What are they giving you in return?


----------



## cbdi (Nov 28, 2011)

I would get the exclusive right to sell their full line of Windows. I would get 35+ percent margins. I would have to pay for a showroom and advertising.


----------



## Framer53 (Feb 23, 2008)

cbdi said:


> I would get the exclusive right to sell their full line of Windows. I would get 35+ percent margins. I would have to pay for a showroom and advertising.


Any coop advertising?

Any sales training?

Literature, business cards?

Exclusive as to what distance?

Why are they requesting a showroom?


----------



## Gary H (Dec 10, 2008)

My dad was a window salesman for years as part of his business. He had the contract to sell them in our area. Seemed to be a good gig and he sold and installed alot of them though the 80 and 90's.


----------



## HomeSealed (Jan 26, 2008)

If you continue purchasing from the lumber yard you are going to be selling on price more often, because there will be a bunch of other guys running around with the same product. That said, an exclusive isn't much to brag about if it is truly a "mid-tier" window. You may as well just keep buying from the lumber yard if you are going to have to make a major investment... Are you planning on changing course and increasing the share of your business that windows make up? ... Again, going through all of that for a product that is only 30 percent of your business seems extreme... You mentioned the margin, but will you get this product at a substantial discount compared to the lumberyard?


----------



## VinylHanger (Jul 14, 2011)

That margin isn't any thing spectacular, IIRC, it's pretty standard. If you already have a showroom, it could be a great way to add product, but if not, then it just ends up costing you.
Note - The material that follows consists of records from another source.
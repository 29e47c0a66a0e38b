//! Per-role authenticated session.

use secrecy::{ExposeSecret, SecretString};
use serde_json::Value;

use super::Role;

/// A role's bearer token and the principal (profile) object cached with it.
///
/// Implements `Debug` manually to redact the token.
#[derive(Clone)]
pub struct Session {
    role: Role,
    token: SecretString,
    principal: Value,
}

impl Session {
    /// Create a session for `role`.
    ///
    /// A `null` principal is stored as an empty object.
    #[must_use]
    pub fn new(role: Role, token: impl Into<String>, principal: Value) -> Self {
        let principal = if principal.is_null() {
            Value::Object(serde_json::Map::new())
        } else {
            principal
        };

        Self {
            role,
            token: SecretString::from(token.into()),
            principal,
        }
    }

    /// The role this session authenticates.
    #[must_use]
    pub const fn role(&self) -> Role {
        self.role
    }

    /// The bearer token.
    #[must_use]
    pub const fn token(&self) -> &SecretString {
        &self.token
    }

    /// The cached principal object.
    #[must_use]
    pub const fn principal(&self) -> &Value {
        &self.principal
    }

    /// Consume the session, returning the principal.
    #[must_use]
    pub fn into_principal(self) -> Value {
        self.principal
    }
}

impl PartialEq for Session {
    fn eq(&self, other: &Self) -> bool {
        self.role == other.role
            && self.token.expose_secret() == other.token.expose_secret()
            && self.principal == other.principal
    }
}

impl std::fmt::Debug for Session {
    fn fmt(&self, f: &mut std::fmt::Formatter<'_>) -> std::fmt::Result {
        f.debug_struct("Session")
            .field("role", &self.role)
            .field("token", &"[REDACTED]")
            .field("principal", &self.principal)
            .finish()
    }
}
You also have to figure that other window installers and lumber yards will shun you and your margins will most likely go up from them. You also will only have one line of windows to sell. What if people want another line and you now have to go to your competitors to buy them. Just the way I saw it when we were a supply and construction company in one.


----------



## cbdi (Nov 28, 2011)

Thanks. We used to do more Windows, competition has forced us to offer full service remodeling. We are best at windows.


----------



## 3Seasons (Feb 11, 2012)

cbdi said:


> Thanks. We used to do more Windows, competition has forced us to offer full service remodeling. We are best at windows.


The *next 2 years* will most likely be the toughest years to date. Save your money, save your marriage. This would be financial suicide.

You can not compete with Lowes and Home Depot, even if they don't carry that brand. Opening any retail store cost a fortune.

Bad idea, maybe in 5 years. :no:


----------